Dans le cadre de ce projet, ils ont notamment fait appel à :
la SARL MAS ARCHITECTURE, en qualité d’architecte, avec mission complète ;
Monsieur [DD] [I] [U], exerçant sous le nom commercial MACONNERIE VFM, qui s’est vu confier le lot de travaux « terrassement / maçonnerie / VRD / façade ».
la SARL ETABLISSEMENT GABERT, qui s’est vu confier le lot de travaux « plomberie/chauffage » ;
la SARL PASCAL [H] ARTISAN CARRELEUR, qui s’est vu confier le lot de travaux« carrelage » ;
la société ARCHI’STYL, devenue COCOON BAT, qui s’est vu confier le lot de travaux « menuiserie/isolation/doublages ».
Les travaux ont été réceptionnés le 03 septembre 2014.
En 2020, Monsieur [N] [J] et Madame [S] [M] ont constaté des remontées d’humidité aux pieds des murs d’une chambre du rez-de-chaussée, du séjour, de la salle de bain ainsi que des WC.

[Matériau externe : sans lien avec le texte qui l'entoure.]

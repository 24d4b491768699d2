//! Tests for `AppError` → HTTP response mapping.
//!
//! These tests verify that each `AppError` variant produces the correct HTTP
//! status code, error label, and message. They do NOT need an HTTP server --
//! they call `IntoResponse` directly on `AppError` values.

use axum::http::StatusCode;
use axum::response::IntoResponse;
use catalog_api::error::{
    AppError, ErrorBody, LABEL_BAD_REQUEST, LABEL_DATABASE, LABEL_INTERNAL, LABEL_NOT_FOUND,
    LABEL_VALIDATION,
};
use catalog_core::error::{CoreError, FieldError};
use http_body_util::BodyExt;

/// Helper: convert an `AppError` into its status code and parsed JSON body.
async fn error_to_response(err: AppError) -> (StatusCode, serde_json::Value) {
    let response = err.into_response();
    let status = response.status();
    let bytes = response.into_body().collect().await.unwrap().to_bytes();
    let json: serde_json::Value = serde_json::from_slice(&bytes).unwrap();
    (status, json)
}

// ---------------------------------------------------------------------------
// Test: CoreError::NotFound maps to 404
// ---------------------------------------------------------------------------

#[tokio::test]
async fn not_found_error_returns_404() {
    let err = AppError::Core(CoreError::NotFound {
        entity: "Category",
        id: 42,
    });

    let (status, json) = error_to_response(err).await;

    assert_eq!(status, StatusCode::NOT_FOUND);
    assert_eq!(json["status"], 404);
    assert_eq!(json["error"], LABEL_NOT_FOUND);
    assert_eq!(json["message"], "Category with id 42 not found");
    assert!(json.get("errors").is_none());
}

// ---------------------------------------------------------------------------
// Test: CoreError::IntegrityViolation maps to 400
// ---------------------------------------------------------------------------

#[tokio::test]
async fn integrity_violation_returns_400_database_error() {
    let err = AppError::Core(CoreError::IntegrityViolation(
        "Duplicate value violates unique constraint: uq_categories_name_lower".into(),
    ));

    let (status, json) = error_to_response(err).await;

    assert_eq!(status, StatusCode::BAD_REQUEST);
    assert_eq!(json["status"], 400);
    assert_eq!(json["error"], LABEL_DATABASE);
    assert!(json["message"]
        .as_str()
        .unwrap()
        .contains("uq_categories_name_lower"));
}

// ---------------------------------------------------------------------------
// Test: CoreError::Validation maps to 422 with per-field messages
// ---------------------------------------------------------------------------

#[tokio::test]
async fn validation_error_returns_422_with_field_errors() {
    let err = AppError::Core(CoreError::Validation(vec![
        FieldError::new("name", "Category name must not be blank"),
        FieldError::new("name", "Category name must be between 3 and 100 characters"),
    ]));

    let (status, json) = error_to_response(err).await;

    assert_eq!(status, StatusCode::UNPROCESSABLE_ENTITY);
    assert_eq!(json["status"], 422);
    assert_eq!(json["error"], LABEL_VALIDATION);

    let errors = json["errors"].as_array().expect("errors should be an array");
    assert_eq!(errors.len(), 2);
    assert_eq!(errors[0]["fieldName"], "name");
    assert_eq!(errors[0]["message"], "Category name must not be blank");
}

// ---------------------------------------------------------------------------
// Test: AppError::BadRequest maps to 400
// ---------------------------------------------------------------------------

#[tokio::test]
async fn bad_request_error_returns_400() {
    let err = AppError::BadRequest("Invalid sort field 'colour'".into());

    let (status, json) = error_to_response(err).await;

    assert_eq!(status, StatusCode::BAD_REQUEST);
    assert_eq!(json["error"], LABEL_BAD_REQUEST);
    assert_eq!(json["message"], "Invalid sort field 'colour'");
}

// ---------------------------------------------------------------------------
// Test: AppError::InternalError maps to 500 and sanitizes the message
// ---------------------------------------------------------------------------

#[tokio::test]
async fn internal_error_returns_500_and_sanitizes_message() {
    let err = AppError::InternalError("secret database credentials leaked".into());

    let (status, json) = error_to_response(err).await;

    assert_eq!(status, StatusCode::INTERNAL_SERVER_ERROR);
    assert_eq!(json["error"], LABEL_INTERNAL);

    // The response body must NOT contain the original error details.
    let body_text = json.to_string();
    assert!(
        !body_text.contains("secret"),
        "Internal error response must not leak sensitive details"
    );
    assert_eq!(json["message"], "An internal error occurred");
}

// ---------------------------------------------------------------------------
// Test: untranslated sqlx errors are classified
// ---------------------------------------------------------------------------

#[tokio::test]
async fn sqlx_row_not_found_returns_404() {
    let (status, json) = error_to_response(AppError::Database(sqlx::Error::RowNotFound)).await;

    assert_eq!(status, StatusCode::NOT_FOUND);
    assert_eq!(json["error"], LABEL_NOT_FOUND);
}

#[tokio::test]
async fn sqlx_pool_timeout_returns_sanitized_500() {
    let (status, json) = error_to_response(AppError::Database(sqlx::Error::PoolTimedOut)).await;

    assert_eq!(status, StatusCode::INTERNAL_SERVER_ERROR);
    assert_eq!(json["message"], "An internal error occurred");
}

// ---------------------------------------------------------------------------
// Test: payload shape
// ---------------------------------------------------------------------------

#[tokio::test]
async fn payload_carries_timestamp_and_path_fields() {
    let (_, json) = error_to_response(AppError::BadRequest("nope".into())).await;

    assert!(json["timestamp"].is_string());
    // Filled in by middleware; empty when rendered directly.
    assert_eq!(json["path"], "");
}

#[tokio::test]
async fn response_keeps_error_body_for_middleware() {
    let response = AppError::BadRequest("nope".into()).into_response();
    let body = response
        .extensions()
        .get::<ErrorBody>()
        .expect("error body should be stored in extensions");
    assert_eq!(body.status, 400);
    assert_eq!(body.message, "nope");
}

Par rapports en date des 30 août et 29 novembre 2022, et 22 juin 2023, le cabinet CET IRD a fait état de taux d’humidité compris entre 14% et 90% sur les murs de ces pièces. Il a souligné un défaut d’étanchéité de la jonction entre le carrelage du sol de la douche à l’italienne et la faïence des murs, ainsi qu’un défaut d’étanchéité de l’angle inférieur gauche du châssis de la baie vitrée du séjour, révélé par la société POLYGON dans son rapport du 17 avril 2023.
Les travaux de reprise exécutés n’ont pas permis de remédier aux désordres.

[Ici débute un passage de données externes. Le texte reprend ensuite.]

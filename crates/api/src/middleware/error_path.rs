//! Fills the `path` field of error payloads.
//!
//! [`AppError`](crate::error::AppError) renders its body without knowing
//! which request produced it and leaves a copy of the [`ErrorBody`] in the
//! response extensions. This middleware re-renders that body with the
//! request path.

use axum::extract::Request;
use axum::middleware::Next;
use axum::response::Response;

use crate::error::ErrorBody;

pub async fn attach_request_path(request: Request, next: Next) -> Response {
    let path = request.uri().path().to_owned();
    let mut response = next.run(request).await;

    match response.extensions_mut().remove::<ErrorBody>() {
        Some(mut body) => {
            body.path = path;
            let mut rebuilt = body.into_response_with_status();
            for (name, value) in response.headers() {
                if name != axum::http::header::CONTENT_LENGTH {
                    rebuilt.headers_mut().insert(name.clone(), value.clone());
                }
            }
            rebuilt
        }
        None => response,
    }
}
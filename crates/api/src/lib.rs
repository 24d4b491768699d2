//! Category catalog API server library.
//!
//! Exposes the core building blocks (config, state, error handling, routes,
//! services) so integration tests and the binary entrypoint can both access
//! them.

pub mod config;
pub mod error;
pub mod extract;
pub mod handlers;
pub mod middleware;
pub mod query;
pub mod router;
pub mod routes;
pub mod services;
pub mod state;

Par actes de commissaire de justice en date des 13, 14, 16, 21 et 26 août 2025, Monsieur [N] [J] et Madame [S] [M] ont fait assigner en référé
la société MUTUELLE DES ARCHITECTES FRANÇAIS – MAF, en qualité d’assureur de la SARL MAS ARCHITECTURE ;
Monsieur [DD] [I] [U], exerçant sous le nom commercial MACONNERIE VFM ;
la SA SWISS LIFE ASSURANCE DE BIENS, en qualité d’assureur de Monsieur [DD] [I] [U] ;
la SARL ETABLISSEMENT GABERT ;
la SA ALLIANZ IARD, en qualité d’assureur de la SARL ETABLISSEMENT GABERT ;
la SARL PASCAL [H] ARTISAN CARRELEUR ;
la société L’AUXILIAIRE, en qualité d’assureur de la SARL PASCAL [H] ARTISAN CARRELEUR ;
la SA MAAF ASSURANCES, en qualité d’assureur de la société COCOON BAT anciennement ARCHI’STYL ;
aux fins d’expertise in futurum.
A l’audience du 19 novembre 2024, les Demandeurs, représentés par leur avocat, ont maintenu leurs prétentions aux fins de :
ordonner une mesure d’expertise au contradictoire des parties défenderesses, conformément au dispositif de leur assignation ;
débouter les parties défenderesses de leurs demandes ;
condamner solidairement les parties défenderesses à leur payer la somme de 2 000 euros au titre de l’article 700 du code de procédure civile ;
réserver les dépens.
Au soutien de leur demande, ils exposent que l’ampleur des désordres dénoncés rend leur maison impropre à sa destination et relève de la garantie décennale des constructeurs, justifiant la désignation d’un expert judiciaire.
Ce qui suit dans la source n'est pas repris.